Practical session 2: Bandits¶

Preliminaries¶

Let's start by loading all the required libraries for this notebook.

In [28]:
import time
import numpy as np
from random import choice
from typing import Sequence, Tuple
import matplotlib.pyplot as plt
%matplotlib inline
np.random.seed(64) # Fixing the seed for reproducibility
import warnings
warnings.filterwarnings('ignore')

Setup¶

In the context of clinical trials, Phase I trials are the first stage of testing in human subjects. Their goal is to evaluate the safety (and feasibility) of the treatment and identify its side effects. The aim of a phase I dose-finding study is to determine the most appropriate dose level that should be used in further phases of the clinical trials. Traditionally, the focus is on determining the highest dose with acceptable toxicity called the Maximum Tolerated Dose (MTD).

A dose-finding study involves a number K of dose levels that have been chosen by physicians based on preliminary experiments (K is usually a number between 3 and 10). Denoting by $p_k$ the (unknown) toxicity probability of dose $k$, the Maximum Tolerated Dose (MTD) is defined as the dose with a toxicity probability closest to a target:

\begin{align} k^* \in \underset{k\in\{1,\dots,K\}}{\mathrm{argmin}}|\theta - p_k| \end{align}

where $\theta$ is the pre-specified targeted toxicity probability (typically between 0.2 and 0.35). A MTD identification algorithm proceeds sequentially: at round $t$ a dose $D_t \in \{1, \dots , K\}$ is selected and administered to a patient for whom a toxicity response is observed. A binary outcome $X_t$ is revealed where $X_t = 1$ indicates that a harmful side-effect occurred and $X_t = 0$ indicates that no harmful side-effect occurred. We assume that $X_t$ is drawn from a Bernoulli distribution with mean $p_{D_t}$ and is independent from previous observations.

Hint: In this example, the reward definition is a bit different from the usual case. We would like to take the arm with minimum $|\theta - \hat{p}_k|$ where $\hat{p}_k$ is the estimated toxicity probability.
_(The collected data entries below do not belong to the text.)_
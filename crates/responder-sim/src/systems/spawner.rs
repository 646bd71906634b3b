//! Alarm placement: type catalog, location resolver, and periodic spawning.

use rand::Rng;
use rand_chacha::ChaCha8Rng;
use thiserror::Error;

use responder_core::config::{SimConfig, SpawnConfig};
use responder_core::constants::{KM_PER_DEGREE_LAT, TAG_CAN_SPAWN_ON_WATER, TAG_ONLY_ON_WATER};
use responder_core::enums::TerrainConstraint;
use responder_core::types::GeoPoint;
use responder_terrain::{TerrainClassificationCache, TerrainOracle};

/// Generic type used when the catalog has nothing for a constraint.
const GENERIC_ALARM_TYPE: &str = "Alarm";

/// Draws that may land outside the radius before the resolver gives up on
/// drawing an in-radius point for the relaxed placement.
const MAX_DISC_DRAWS: u32 = 64;

#[derive(Debug, Clone, PartialEq, Eq, Error)]
pub enum SpawnError {
    #[error("no location satisfying {constraint:?} after {attempts} attempts")]
    Exhausted {
        constraint: TerrainConstraint,
        attempts: u32,
    },
}

/// One catalog entry.
#[derive(Debug, Clone, PartialEq)]
pub struct AlarmType {
    /// Display text with tags stripped.
    pub text: String,
    pub constraint: TerrainConstraint,
}

impl AlarmType {
    /// Parse a catalog string. `#only-on-water#` means water only,
    /// `#can-spawn-on-water#` means either; untagged types are land only.
    pub fn parse(raw: &str) -> Self {
        let constraint = if raw.contains(TAG_ONLY_ON_WATER) {
            TerrainConstraint::WaterOnly
        } else if raw.contains(TAG_CAN_SPAWN_ON_WATER) {
            TerrainConstraint::Either
        } else {
            TerrainConstraint::LandOnly
        };
        Self {
            text: clean_alarm_text(raw),
            constraint,
        }
    }
}

/// Strip terrain tags and surrounding whitespace.
pub fn clean_alarm_text(raw: &str) -> String {
    raw.replace(TAG_ONLY_ON_WATER, "")
        .replace(TAG_CAN_SPAWN_ON_WATER, "")
        .trim()
        .to_string()
}

/// The set of alarm types the spawner draws from.
#[derive(Debug, Clone, Default)]
pub struct AlarmCatalog {
    pub types: Vec<AlarmType>,
}

impl AlarmCatalog {
    pub fn from_config(config: &SimConfig) -> Self {
        Self {
            types: config.alarm_types.iter().map(|s| AlarmType::parse(s)).collect(),
        }
    }

    /// Uniformly random entry.
    pub fn pick(&self, rng: &mut ChaCha8Rng) -> Option<&AlarmType> {
        if self.types.is_empty() {
            return None;
        }
        self.types.get(rng.gen_range(0..self.types.len()))
    }

    /// Random display text among entries with exactly this constraint,
    /// or a generic label when none match.
    pub fn pick_text_for(&self, constraint: TerrainConstraint, rng: &mut ChaCha8Rng) -> String {
        let matching: Vec<&AlarmType> = self
            .types
            .iter()
            .filter(|t| t.constraint == constraint)
            .collect();
        if matching.is_empty() {
            return GENERIC_ALARM_TYPE.to_string();
        }
        matching[rng.gen_range(0..matching.len())].text.clone()
    }
}

/// Where the resolver put an alarm.
#[derive(Debug, Clone, Copy, PartialEq)]
pub struct Placement {
    pub position: GeoPoint,
    /// True when the constraint could not be met and the relaxed fallback was used.
    pub relaxed: bool,
}

/// Finds coordinates near a station that satisfy a terrain constraint.
#[derive(Debug, Clone)]
pub struct SpawnLocationResolver {
    pub attempts_per_type: u32,
    pub fallback_radius_km: f64,
}

impl SpawnLocationResolver {
    pub fn new(config: &SpawnConfig) -> Self {
        Self {
            attempts_per_type: config.attempts_per_type,
            fallback_radius_km: config.fallback_radius_km,
        }
    }

    /// One jittered sample around `center`. Returns None when the draw lands
    /// outside the radius.
    ///
    /// The jitter spans `[-r, r]` km on both axes, converted to degrees with
    /// the longitude scale corrected for the center latitude.
    pub fn sample(&self, rng: &mut ChaCha8Rng, center: GeoPoint, radius_km: f64) -> Option<GeoPoint> {
        let km_per_deg_lng = KM_PER_DEGREE_LAT * center.lat.to_radians().cos();
        let d_lat = (rng.gen::<f64>() - 0.5) * 2.0 * radius_km / KM_PER_DEGREE_LAT;
        let d_lng = (rng.gen::<f64>() - 0.5) * 2.0 * radius_km / km_per_deg_lng;
        let candidate = GeoPoint::new(center.lat + d_lat, center.lng + d_lng);
        (center.distance_km(&candidate) <= radius_km).then_some(candidate)
    }

    /// Bounded search for a point satisfying `constraint`. First hit wins.
    #[allow(clippy::too_many_arguments)]
    pub fn try_resolve(
        &self,
        rng: &mut ChaCha8Rng,
        cache: &mut TerrainClassificationCache,
        oracle: &dyn TerrainOracle,
        now_secs: f64,
        center: GeoPoint,
        radius_km: f64,
        constraint: TerrainConstraint,
    ) -> Result<GeoPoint, SpawnError> {
        for _ in 0..self.attempts_per_type {
            let Some(candidate) = self.sample(rng, center, radius_km) else {
                continue;
            };
            if constraint == TerrainConstraint::Either {
                return Ok(candidate);
            }
            let is_water = cache.classify(candidate, oracle, now_secs);
            if constraint.accepts(is_water) {
                return Ok(candidate);
            }
        }
        Err(SpawnError::Exhausted {
            constraint,
            attempts: self.attempts_per_type,
        })
    }

    /// Land-biased placement close to the station: the first nearby draw
    /// classified as land, else the station itself. At most
    /// `attempts_per_type` draws are classified.
    pub fn relaxed(
        &self,
        rng: &mut ChaCha8Rng,
        cache: &mut TerrainClassificationCache,
        oracle: &dyn TerrainOracle,
        now_secs: f64,
        center: GeoPoint,
    ) -> GeoPoint {
        let mut classified = 0;
        for _ in 0..MAX_DISC_DRAWS {
            if classified >= self.attempts_per_type {
                break;
            }
            let Some(p) = self.sample(rng, center, self.fallback_radius_km) else {
                continue;
            };
            classified += 1;
            if !cache.classify(p, oracle, now_secs) {
                return p;
            }
        }
        center
    }

    /// Bounded search, then the relaxed fallback. Never fails.
    #[allow(clippy::too_many_arguments)]
    pub fn resolve(
        &self,
        rng: &mut ChaCha8Rng,
        cache: &mut TerrainClassificationCache,
        oracle: &dyn TerrainOracle,
        now_secs: f64,
        center: GeoPoint,
        radius_km: f64,
        constraint: TerrainConstraint,
    ) -> Placement {
        match self.try_resolve(rng, cache, oracle, now_secs, center, radius_km, constraint) {
            Ok(position) => Placement {
                position,
                relaxed: false,
            },
            Err(err) => {
                tracing::warn!(%center, error = %err, "spawn exhausted, using relaxed placement");
                Placement {
                    position: self.relaxed(rng, cache, oracle, now_secs, center),
                    relaxed: true,
                }
            }
        }
    }
}

/// Periodic random alarm generation.
#[derive(Debug, Clone, Default)]
pub struct AlarmSchedule {
    pub interval_secs: Option<f64>,
    pub next_due_secs: f64,
}

impl AlarmSchedule {
    pub fn new(interval_secs: Option<f64>) -> Self {
        Self {
            interval_secs,
            next_due_secs: interval_secs.unwrap_or(0.0),
        }
    }

    /// Whether an alarm is due at `now_secs`. Advances the schedule when it is.
    pub fn poll(&mut self, now_secs: f64) -> bool {
        let Some(interval) = self.interval_secs else {
            return false;
        };
        if now_secs + 1e-9 < self.next_due_secs {
            return false;
        }
        self.next_due_secs += interval;
        true
    }
}

#[cfg(test)]
mod tests {
    use std::cell::Cell;

    use rand::SeedableRng;
    use responder_core::config::TerrainConfig;
    use responder_terrain::{NoOracle, OracleError, TerrainVerdict};

    use super::*;

    const STATION: GeoPoint = GeoPoint {
        lat: 55.6761,
        lng: 12.5683,
    };

    /// Reports water north of a latitude, land south of it.
    struct HalfPlaneOracle {
        water_north_of: f64,
        calls: Cell<u32>,
    }

    impl TerrainOracle for HalfPlaneOracle {
        fn classify(&self, point: GeoPoint) -> Result<TerrainVerdict, OracleError> {
            self.calls.set(self.calls.get() + 1);
            Ok(if point.lat > self.water_north_of {
                TerrainVerdict::Water
            } else {
                TerrainVerdict::Land
            })
        }
    }

    struct AlwaysWater;

    impl TerrainOracle for AlwaysWater {
        fn classify(&self, _point: GeoPoint) -> Result<TerrainVerdict, OracleError> {
            Ok(TerrainVerdict::Water)
        }
    }

    fn make_resolver() -> SpawnLocationResolver {
        SpawnLocationResolver::new(&SpawnConfig::default())
    }

    #[test]
    fn test_parse_tags() {
        let t = AlarmType::parse("Boat fire #only-on-water#");
        assert_eq!(t.text, "Boat fire");
        assert_eq!(t.constraint, TerrainConstraint::WaterOnly);
        let t = AlarmType::parse("Kitesurfer #can-spawn-on-water#");
        assert_eq!(t.constraint, TerrainConstraint::Either);
        let t = AlarmType::parse("Building fire");
        assert_eq!(t.constraint, TerrainConstraint::LandOnly);
        assert_eq!(t.text, "Building fire");
    }

    #[test]
    fn test_samples_stay_within_radius() {
        let resolver = make_resolver();
        let mut rng = ChaCha8Rng::seed_from_u64(1);
        let mut inside = 0;
        for _ in 0..500 {
            if let Some(p) = resolver.sample(&mut rng, STATION, 10.0) {
                let d = STATION.distance_km(&p);
                assert!(d <= 10.0, "Sample {p} is {d} km away");
                inside += 1;
            }
        }
        // pi/4 of the square lies inside the circle.
        assert!(inside > 300, "Most samples should land inside the disc, got {inside}");
    }

    #[test]
    fn test_land_only_never_returns_water() {
        let resolver = make_resolver();
        let oracle = HalfPlaneOracle {
            water_north_of: STATION.lat,
            calls: Cell::new(0),
        };
        for seed in 0..50 {
            let mut cache = TerrainClassificationCache::new(&TerrainConfig::default());
            let mut rng = ChaCha8Rng::seed_from_u64(seed);
            let placement = resolver.resolve(
                &mut rng,
                &mut cache,
                &oracle,
                0.0,
                STATION,
                10.0,
                TerrainConstraint::LandOnly,
            );
            assert!(!placement.relaxed, "Half the disc is land; 20 tries should find it");
            assert!(
                placement.position.lat <= STATION.lat,
                "Seed {seed}: {} is in the water half",
                placement.position
            );
        }
        assert!(oracle.calls.get() > 0);
    }

    #[test]
    fn test_exhaustion_falls_back_near_station() {
        let resolver = make_resolver();
        let mut cache = TerrainClassificationCache::new(&TerrainConfig::default());
        let mut rng = ChaCha8Rng::seed_from_u64(7);
        let err = resolver
            .try_resolve(
                &mut rng,
                &mut cache,
                &AlwaysWater,
                0.0,
                STATION,
                10.0,
                TerrainConstraint::LandOnly,
            )
            .unwrap_err();
        assert_eq!(
            err,
            SpawnError::Exhausted {
                constraint: TerrainConstraint::LandOnly,
                attempts: 20
            }
        );

        let placement = resolver.resolve(
            &mut rng,
            &mut cache,
            &AlwaysWater,
            0.0,
            STATION,
            10.0,
            TerrainConstraint::LandOnly,
        );
        assert!(placement.relaxed);
        assert_eq!(placement.position, STATION, "No land nearby, so the station itself");
    }

    #[test]
    fn test_relaxed_placement_prefers_land() {
        let resolver = make_resolver();
        let oracle = HalfPlaneOracle {
            water_north_of: STATION.lat,
            calls: Cell::new(0),
        };
        for seed in 0..30 {
            let mut cache = TerrainClassificationCache::new(&TerrainConfig::default());
            let mut rng = ChaCha8Rng::seed_from_u64(seed);
            let p = resolver.relaxed(&mut rng, &mut cache, &oracle, 0.0, STATION);
            assert!(STATION.distance_km(&p) <= 0.5, "Seed {seed}: {p} is too far out");
            assert!(p.lat <= STATION.lat, "Seed {seed}: {p} is in the water half");
        }
        assert!(oracle.calls.get() <= 30 * 20, "Classification stays bounded");
    }

    #[test]
    fn test_either_skips_terrain_lookup() {
        let resolver = make_resolver();
        let mut cache = TerrainClassificationCache::new(&TerrainConfig::default());
        let mut rng = ChaCha8Rng::seed_from_u64(3);
        let p = resolver.try_resolve(
            &mut rng,
            &mut cache,
            &NoOracle,
            0.0,
            STATION,
            10.0,
            TerrainConstraint::Either,
        );
        assert!(p.is_ok());
        assert!(cache.is_empty(), "Either should not classify");
    }

    #[test]
    fn test_catalog_pick_for_constraint() {
        let catalog = AlarmCatalog::from_config(&SimConfig::default());
        let mut rng = ChaCha8Rng::seed_from_u64(5);
        for _ in 0..20 {
            let text = catalog.pick_text_for(TerrainConstraint::WaterOnly, &mut rng);
            assert!(
                text == "Boat fire" || text == "Person overboard",
                "Unexpected water type {text}"
            );
        }
        let empty = AlarmCatalog::default();
        assert_eq!(empty.pick_text_for(TerrainConstraint::LandOnly, &mut rng), "Alarm");
        assert!(empty.pick(&mut rng).is_none());
    }

    #[test]
    fn test_schedule_poll() {
        let mut schedule = AlarmSchedule::new(Some(30.0));
        assert!(!schedule.poll(0.0));
        assert!(!schedule.poll(29.9));
        assert!(schedule.poll(30.0));
        assert!(!schedule.poll(30.1), "Next alarm is due at 60s");
        assert!(schedule.poll(60.0));

        let mut off = AlarmSchedule::new(None);
        assert!(!off.poll(1_000.0));
    }
}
The MultiArmedBandit environment¶

The MultiArmedBandit object takes as parameters:

  1. the number of arms
  2. the function from which to sample the mean reward of each arm
  3. the function to sample the observed rewards for each arm given its mean reward

Task 1: Define your Bandit class:¶

Most of the class has been written. Complete the pull method in such a way that:

1. Update both num_dose_selected and num_toxic arrays,

2. Compute and return the reward $-|\theta - \hat{p}_k|$ where $\hat{p}_k$ is the estimated toxicity probability of arm $k$.

In [29]:
class Bandit(object):

  def __init__(self,
               n_arm: int = 2,
               n_pulls: int = 2000,
               actual_toxicity_prob: list = [0.4, 0.6],
               theta: float = 0.3,
               ):
    self.n_arm = n_arm
    self.n_pulls = n_pulls
    self.actual_toxicity_prob = actual_toxicity_prob
    self.theta = theta
    self.init_bandit()

  def init_bandit(self):
    """
      Pessimistic initializaiton
    """
    self.num_dose_selected = np.array([0]*self.n_arm) # number of times a dose is selected
    self.num_toxic = np.array([0]*self.n_arm) # number of times a does found to be toxic

  def pull(self, a_idx: int):
    """
    .inputs:
      a_idx: Index of action.
    .outputs:
      rew: reward value.
    """
    assert a_idx < self.n_arm, "invalid action index"
    # ----------------------------------------------
    ...
    # ----------------------------------------------
    return rew

Fixing the setting for the rest of the practical session¶

Let's define a dose finding study with three doses ($K = 3$) where you need to choose from with actual_toxicity_prob=[0.1, 0.35, 0.8] and targeted toxicity probability is $\theta = 0.3$.

In [32]:
###Problem definition
bandit = Bandit(n_arm=3, n_pulls=2000, actual_toxicity_prob=[0.1, 0.35, 0.8], theta=0.3)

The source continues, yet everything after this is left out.